» WORK TO COMPLETE:
Of all the entries below, only the lines from the one with "it has one." up to and including the one with "let subscriber = tracing_subscriber::fmt()" are to be duplicated exactly.

Dataset excerpts

[Start of Attachment]

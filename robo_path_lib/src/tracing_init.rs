//! Centralized tracing initialization for the planner and robot binaries.
//!
//! Uses a thread-local subscriber so library code never fights an
//! application's own global subscriber if it has one.

use tracing::subscriber::DefaultGuard;

/// Initialize tracing with a thread-local subscriber.
///
/// Respects `RUST_LOG` (defaults to `info`). The returned guard must be kept
/// in scope for the duration of the program.
pub fn init_tracing() -> DefaultGuard {
    let subscriber = tracing_subscriber::fmt()
        .with_env_filter(std::env::var("RUST_LOG").unwrap_or_else(|_| "info".to_string()))
        .with_target(false)
        .finish();

    tracing::subscriber::set_default(subscriber)
}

[End of Attachment]

» SOLUTION:
//! application's own global subscriber if it has one.

use tracing::subscriber::DefaultGuard;

/// Initialize tracing with a thread-local subscriber.
///
/// Respects `RUST_LOG` (defaults to `info`). The returned guard must be kept
/// in scope for the duration of the program.
pub fn init_tracing() -> DefaultGuard {
    let subscriber = tracing_subscriber::fmt()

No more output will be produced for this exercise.